An Earnest Student
Paris s’embrasait avec la rivalité Gluck–Piccinni, et chaque amoureux de musique semblait avoir choisi son camp. Dans cette atmosphère débarqua un jeune Belge maladroit, avec une ambition énorme et presque pas d’argent : il était décidé à obtenir une vraie formation musicale, coûte que coûte.
Il vénérait Gluck et brûlait d’entendre *Iphigénie en Tauride*. Un ami réussit à le faire entrer en douce au théâtre pour la répétition générale. La musique le frappa comme une révélation—belle, noble, écrasante. Il *devait* aussi entendre la représentation publique. Problème : il n’avait pas les moyens d’acheter un billet.
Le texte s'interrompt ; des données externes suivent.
use std::net::SocketAddr;
use std::path::{Path, PathBuf};
use std::sync::Arc;

use anyhow::Context;
use clap::{Parser, Subcommand};
use serde_json::{json, Value};
use tandem_core::{ConfigStore, JsonStateStore, DEFAULT_ENGINE_HOST, DEFAULT_ENGINE_PORT};
use tandem_observability::{
    canonical_logs_dir_from_root, emit_event, init_process_logging, ObservabilityEvent, ProcessKind,
};
use tandem_server::{build_launcher, default_worker_id, now_ms, serve, AppState};
use tracing::info;

#[derive(Parser, Debug)]
#[command(name = "tandem-engine")]
#[command(about = "Tandem mission and routine engine")]
struct Cli {
    #[command(subcommand)]
    command: Command,
}

#[derive(clap::Args, Debug, Clone)]
struct StateArgs {
    /// Directory holding the JSON state files and logs.
    #[arg(long, env = "TANDEM_STATE_DIR")]
    state_dir: Option<String>,
    /// Project config file. Defaults to `<state-dir>/config.json`.
    #[arg(long)]
    config: Option<String>,
    /// Run API base url, overrides `launcher.base_url`.
    #[arg(long)]
    run_api_url: Option<String>,
    #[arg(long)]
    poll_interval_ms: Option<u64>,
    #[arg(long)]
    lease_ttl_ms: Option<u64>,
    /// Record launches in memory instead of calling the run api.
    #[arg(long, default_value_t = false)]
    dry_launcher: bool,
    /// Lease holder identity. Defaults to a per-process id.
    #[arg(long)]
    worker_id: Option<String>,
}

#[derive(Subcommand, Debug)]
enum Command {
    Serve {
        #[arg(long, alias = "host", default_value = DEFAULT_ENGINE_HOST)]
        hostname: String,
        #[arg(long, default_value_t = DEFAULT_ENGINE_PORT)]
        port: u16,
        #[command(flatten)]
        state: StateArgs,
    },
    Routines {
        #[command(subcommand)]
        command: RoutinesCommand,
    },
    Config {
        #[command(subcommand)]
        command: ConfigCommand,
    },
}

#[derive(Subcommand, Debug)]
enum RoutinesCommand {
    /// Run a single scheduler pass and print the report.
    Tick {
        #[command(flatten)]
        state: StateArgs,
    },
    List {
        #[command(flatten)]
        state: StateArgs,
    },
}

#[derive(Subcommand, Debug)]
enum ConfigCommand {
    /// Print the effective config and every layer it was merged from.
    Show {
        #[command(flatten)]
        state: StateArgs,
    },
}

#[tokio::main]
async fn main() -> anyhow::Result<()> {
    let cli = Cli::parse();

    match cli.command {
        Command::Serve {
            hostname,
            port,
            state,
        } => {
            let state_dir = resolve_state_dir(state.state_dir.clone());
            let logs_dir = canonical_logs_dir_from_root(&state_dir);
            let (_log_guard, log_info) = init_process_logging(ProcessKind::Engine, &logs_dir, 14)?;
            emit_event(
                tracing::Level::INFO,
                ProcessKind::Engine,
                ObservabilityEvent::new("logging.initialized", "engine.main")
                    .status("ok")
                    .detail("engine jsonl logging initialized"),
            );
            info!("engine logging initialized: {:?}", log_info);

            let addr: SocketAddr = format!("{hostname}:{port}")
                .parse()
                .context("invalid hostname or port")?;
            log_startup_paths(&state_dir, &addr);
            let app_state = build_state(&state_dir, &state).await?;
            serve(addr, app_state).await?;
        }
        Command::Routines { command } => match command {
            RoutinesCommand::Tick { state } => {
                let state_dir = resolve_state_dir(state.state_dir.clone());
                let logs_dir = canonical_logs_dir_from_root(&state_dir);
                let (_log_guard, _) = init_process_logging(ProcessKind::Scheduler, &logs_dir, 14)?;
                let app_state = build_state(&state_dir, &state).await?;
                let report = app_state
                    .scheduler
                    .tick(now_ms())
                    .await
                    .context("scheduler pass failed")?;
                println!("{}", serde_json::to_string_pretty(&report)?);
            }
            RoutinesCommand::List { state } => {
                let state_dir = resolve_state_dir(state.state_dir.clone());
                let app_state = build_state(&state_dir, &state).await?;
                let routines = app_state.scheduler.routines().list().await?;
                let output = json!({
                    "routines": routines,
                    "count": routines.len(),
                });
                println!("{}", serde_json::to_string_pretty(&output)?);
            }
        },
        Command::Config { command } => match command {
            ConfigCommand::Show { state } => {
                let state_dir = resolve_state_dir(state.state_dir.clone());
                let config = open_config(&state_dir, &state).await?;
                let output = json!({
                    "effective": config.get_effective_value().await,
                    "layers": config.get_layers_value().await,
                });
                println!("{}", serde_json::to_string_pretty(&output)?);
            }
        },
    }

    Ok(())
}

fn build_cli_overrides(args: &StateArgs) -> Option<Value> {
    let mut root = serde_json::Map::new();

    let mut scheduler = serde_json::Map::new();
    if let Some(poll) = args.poll_interval_ms {
        scheduler.insert("poll_interval_ms".to_string(), json!(poll));
    }
    if let Some(ttl) = args.lease_ttl_ms {
        scheduler.insert("lease_ttl_ms".to_string(), json!(ttl));
    }
    if !scheduler.is_empty() {
        root.insert("scheduler".to_string(), Value::Object(scheduler));
    }

    if let Some(url) = args
        .run_api_url
        .as_deref()
        .map(str::trim)
        .filter(|url| !url.is_empty())
    {
        root.insert("launcher".to_string(), json!({ "base_url": url }));
    }

    if root.is_empty() {
        return None;
    }
    Some(Value::Object(root))
}

fn resolve_state_dir(flag: Option<String>) -> PathBuf {
    if let Some(dir) = flag.filter(|dir| !dir.trim().is_empty()) {
        return PathBuf::from(dir);
    }
    dirs::data_dir()
        .map(|dir| dir.join("tandem").join("engine"))
        .unwrap_or_else(|| PathBuf::from(".tandem"))
}

async fn open_config(state_dir: &Path, args: &StateArgs) -> anyhow::Result<ConfigStore> {
    let config_path = args
        .config
        .as_ref()
        .map(PathBuf::from)
        .unwrap_or_else(|| state_dir.join("config.json"));
    ConfigStore::new(&config_path, build_cli_overrides(args))
        .await
        .with_context(|| format!("loading config {}", config_path.display()))
}

async fn build_state(state_dir: &Path, args: &StateArgs) -> anyhow::Result<AppState> {
    let config = open_config(state_dir, args).await?;
    let engine_config = config.get().await.context("invalid engine config")?;
    let store = JsonStateStore::open(state_dir)
        .await
        .with_context(|| format!("opening state store {}", state_dir.display()))?;
    let launcher = build_launcher(&engine_config.launcher, args.dry_launcher)?;
    let worker_id = args.worker_id.clone().unwrap_or_else(default_worker_id);
    info!(worker_id = %worker_id, "engine state ready");
    AppState::new(config, Arc::new(store), launcher, worker_id).await
}

fn log_startup_paths(state_dir: &Path, addr: &SocketAddr) {
    let exe = std::env::current_exe().unwrap_or_else(|_| PathBuf::from("<unknown>"));
    let cwd = std::env::current_dir().unwrap_or_else(|_| PathBuf::from("<unknown>"));
    info!("starting tandem-engine on http://{addr}");
    info!(
        "startup paths: exe={} cwd={} state_dir={}",
        exe.display(),
        cwd.display(),
        state_dir.display()
    );
}
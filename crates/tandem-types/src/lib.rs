pub mod event;

pub use event::*;
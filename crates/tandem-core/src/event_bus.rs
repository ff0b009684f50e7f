use serde_json::Value;
use tokio::sync::broadcast;

use tandem_types::EngineEvent;

const DEFAULT_CAPACITY: usize = 2048;

/// Process-wide fan-out of engine events. Slow subscribers lag and drop
/// events rather than block publishers.
#[derive(Clone)]
pub struct EventBus {
    tx: broadcast::Sender<EngineEvent>,
}

impl EventBus {
    pub fn new() -> Self {
        Self::with_capacity(DEFAULT_CAPACITY)
    }

    pub fn with_capacity(capacity: usize) -> Self {
        let (tx, _) = broadcast::channel(capacity.max(1));
        Self { tx }
    }

    pub fn subscribe(&self) -> broadcast::Receiver<EngineEvent> {
        self.tx.subscribe()
    }

    pub fn publish(&self, event: EngineEvent) {
        tracing::trace!(event_type = %event.event_type, "publish");
        let _ = self.tx.send(event);
    }

    pub fn emit(&self, event_type: impl Into<String>, properties: Value) {
        self.publish(EngineEvent::new(event_type, properties));
    }

    pub fn subscriber_count(&self) -> usize {
        self.tx.receiver_count()
    }
}

impl Default for EventBus {
    fn default() -> Self {
        Self::new()
    }
}

#[cfg(test)]
mod tests {
    use super::*;
    use serde_json::json;

    #[tokio::test]
    async fn subscribers_receive_published_events() {
        let bus = EventBus::with_capacity(8);
        let mut rx = bus.subscribe();
        assert_eq!(bus.subscriber_count(), 1);
        bus.emit("routine.fired", json!({"routineID": "r-1"}));
        let event = rx.recv().await.expect("event");
        assert_eq!(event.event_type, "routine.fired");
        assert_eq!(event.property_str("routineID"), Some("r-1"));
    }

    #[test]
    fn publish_without_subscribers_is_a_no_op() {
        let bus = EventBus::new();
        bus.emit("mission.created", json!({}));
        assert_eq!(bus.subscriber_count(), 0);
    }
}
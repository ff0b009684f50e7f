use std::net::SocketAddr;
use std::time::Duration;

use axum::extract::{Path, Query, State};
use axum::http::StatusCode;
use axum::response::sse::{Event, KeepAlive, Sse};
use axum::response::IntoResponse;
use axum::routing::{get, post};
use axum::{Json, Router};
use futures::Stream;
use serde::Deserialize;
use serde_json::{json, Value};
use tandem_observability::{emit_event, ObservabilityEvent, ProcessKind};
use tandem_orchestrator::{
    GateKind, MissionBudget, MissionCapabilities, MissionEvent, MissionSpec, ReducerError,
    WorkItemPlan,
};
use tandem_types::EngineEvent;
use tokio_stream::wrappers::BroadcastStream;
use tokio_stream::StreamExt;
use tower_http::cors::{Any, CorsLayer};
use tracing::Level;
use uuid::Uuid;

use crate::missions::{MissionError, MissionOutcome};
use crate::routines::{
    is_valid_routine_id, RoutineBudget, RoutineCreatorType, RoutineError, RoutineMisfirePolicy,
    RoutinePatch, RoutineSchedule, RoutineSpec, RoutineStatus,
};
use crate::AppState;

#[derive(Debug, Deserialize, Default)]
struct EventFilterQuery {
    #[serde(rename = "missionID", alias = "mission_id")]
    mission_id: Option<String>,
    #[serde(rename = "routineID", alias = "routine_id")]
    routine_id: Option<String>,
    #[serde(rename = "runID", alias = "run_id")]
    run_id: Option<String>,
}

#[derive(Debug, Deserialize)]
struct MissionCreateInput {
    #[serde(default)]
    mission_id: Option<String>,
    title: String,
    goal: String,
    #[serde(default)]
    success_criteria: Vec<String>,
    #[serde(default)]
    entrypoint: Option<String>,
    #[serde(default)]
    budgets: Option<MissionBudget>,
    #[serde(default)]
    capabilities: Option<MissionCapabilities>,
    #[serde(default)]
    metadata: Option<Value>,
    #[serde(default)]
    work_items: Vec<MissionCreateWorkItem>,
    #[serde(default)]
    start: bool,
}

#[derive(Debug, Deserialize)]
struct MissionCreateWorkItem {
    #[serde(default)]
    work_item_id: Option<String>,
    title: String,
    #[serde(default)]
    detail: Option<String>,
    #[serde(default)]
    depends_on: Vec<String>,
    #[serde(default)]
    required: Option<bool>,
    #[serde(default)]
    required_skills: Vec<String>,
    #[serde(default)]
    gates: Option<Vec<GateKind>>,
    #[serde(default)]
    sensitive_tools: Vec<String>,
    #[serde(default)]
    requires_approval: bool,
    #[serde(default)]
    metadata: Option<Value>,
}

impl MissionCreateWorkItem {
    fn into_plan(self) -> WorkItemPlan {
        let mut plan = WorkItemPlan::new(
            self.work_item_id
                .unwrap_or_else(|| Uuid::new_v4().to_string()),
            self.title,
        )
        .depends_on(self.depends_on)
        .skills(self.required_skills)
        .sensitive(self.sensitive_tools);
        plan.detail = self.detail;
        plan.required = self.required.unwrap_or(true);
        plan.requires_approval = self.requires_approval;
        plan.metadata = self.metadata;
        if let Some(gates) = self.gates {
            plan = plan.gates(gates);
        }
        plan
    }
}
Alors il tenta le plan le plus imprudent qu’on puisse imaginer : se cacher dans une loge et y rester jusqu’au lever de rideau. Ça ne dura pas. Quand le personnel le découvrit après la répétition, on le traîna dehors. Il résista, une scène éclata, et Gluck—encore dans le bâtiment—vint voir ce qui se passait. En apprenant que le jeune inconnu ne pouvait tout simplement pas supporter de rater cette musique, Gluck sourit, stoppa l’expulsion et lui tendit un billet.
Gluck s’intéressa alors à cet étudiant si enthousiaste. Ce « gamin dans la loge » était Étienne Nicolas Méhul. Les deux compositeurs devinrent amis, et Méhul écrivit plus tard vingt-cinq opéras et bien d’autres œuvres—sans jamais oublier la gentillesse qui avait lancé sa route.